## Exercise details:
Present the data once more in exactly its original form.

(Stored items)
--- --- ---

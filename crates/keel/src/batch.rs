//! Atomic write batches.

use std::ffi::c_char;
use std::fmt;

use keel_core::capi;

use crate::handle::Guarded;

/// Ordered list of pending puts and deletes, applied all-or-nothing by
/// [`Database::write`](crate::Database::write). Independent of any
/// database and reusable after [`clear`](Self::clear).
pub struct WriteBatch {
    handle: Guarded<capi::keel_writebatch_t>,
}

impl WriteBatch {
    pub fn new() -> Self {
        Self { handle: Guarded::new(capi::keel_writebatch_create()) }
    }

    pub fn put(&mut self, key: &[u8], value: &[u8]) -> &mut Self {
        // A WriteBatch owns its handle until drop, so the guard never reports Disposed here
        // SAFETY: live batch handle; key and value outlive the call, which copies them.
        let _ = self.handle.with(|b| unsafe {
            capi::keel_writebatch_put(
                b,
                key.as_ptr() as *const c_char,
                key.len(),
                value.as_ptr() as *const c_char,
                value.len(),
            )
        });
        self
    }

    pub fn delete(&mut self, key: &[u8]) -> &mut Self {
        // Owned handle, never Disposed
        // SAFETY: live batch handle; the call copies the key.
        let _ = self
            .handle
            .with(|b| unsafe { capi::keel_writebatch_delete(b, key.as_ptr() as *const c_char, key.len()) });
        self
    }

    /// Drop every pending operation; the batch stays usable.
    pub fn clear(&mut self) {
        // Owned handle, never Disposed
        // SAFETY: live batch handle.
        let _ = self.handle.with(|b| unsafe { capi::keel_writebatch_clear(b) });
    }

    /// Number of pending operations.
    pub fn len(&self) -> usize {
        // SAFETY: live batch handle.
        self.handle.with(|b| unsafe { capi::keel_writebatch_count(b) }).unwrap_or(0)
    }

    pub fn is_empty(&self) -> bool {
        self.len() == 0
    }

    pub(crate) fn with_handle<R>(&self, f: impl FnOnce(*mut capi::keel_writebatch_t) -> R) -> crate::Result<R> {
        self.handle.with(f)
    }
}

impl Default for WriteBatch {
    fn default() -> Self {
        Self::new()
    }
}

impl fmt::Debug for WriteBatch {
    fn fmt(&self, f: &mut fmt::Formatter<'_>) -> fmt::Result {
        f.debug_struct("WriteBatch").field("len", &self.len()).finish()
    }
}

--- --- ---

## Exercise solution:
filename crates/keel/src/batch.rs
//! Atomic write batches.

use std::ffi::c_char;
use std::fmt;

use keel_core::capi;

use crate::handle::Guarded;

/// Ordered list of pending puts and deletes, applied all-or-nothing by
/// [`Database::write`](crate::Database::write). Independent of any
/// database and reusable after [`clear`](Self::clear).
pub struct WriteBatch {
    handle: Guarded<capi::keel_writebatch_t>,
}

impl WriteBatch {
    pub fn new() -> Self {
        Self { handle: Guarded::new(capi::keel_writebatch_create()) }
    }

    pub fn put(&mut self, key: &[u8], value: &[u8]) -> &mut Self {
        // A WriteBatch owns its handle until drop, so the guard never reports Disposed here
        // SAFETY: live batch handle; key and value outlive the call, which copies them.
        let _ = self.handle.with(|b| unsafe {
            capi::keel_writebatch_put(
                b,
                key.as_ptr() as *const c_char,
                key.len(),
                value.as_ptr() as *const c_char,
                value.len(),
            )
        });
        self
    }

    pub fn delete(&mut self, key: &[u8]) -> &mut Self {
        // Owned handle, never Disposed
        // SAFETY: live batch handle; the call copies the key.
        let _ = self
            .handle
            .with(|b| unsafe { capi::keel_writebatch_delete(b, key.as_ptr() as *const c_char, key.len()) });
        self
    }

    /// Drop every pending operation; the batch stays usable.
    pub fn clear(&mut self) {
        // Owned handle, never Disposed
        // SAFETY: live batch handle.
        let _ = self.handle.with(|b| unsafe { capi::keel_writebatch_clear(b) });
    }

    /// Number of pending operations.
    pub fn len(&self) -> usize {
        // SAFETY: live batch handle.
        self.handle.with(|b| unsafe { capi::keel_writebatch_count(b) }).unwrap_or(0)
    }

    pub fn is_empty(&self) -> bool {
        self.len() == 0
    }

    pub(crate) fn with_handle<R>(&self, f: impl FnOnce(*mut capi::keel_writebatch_t) -> R) -> crate::Result<R> {
        self.handle.with(f)
    }
}

impl Default for WriteBatch {
    fn default() -> Self {
        Self::new()
    }
}

impl fmt::Debug for WriteBatch {
    fn fmt(&self, f: &mut fmt::Formatter<'_>) -> fmt::Result {
        f.debug_struct("WriteBatch").field("len", &self.len()).finish()
    }
}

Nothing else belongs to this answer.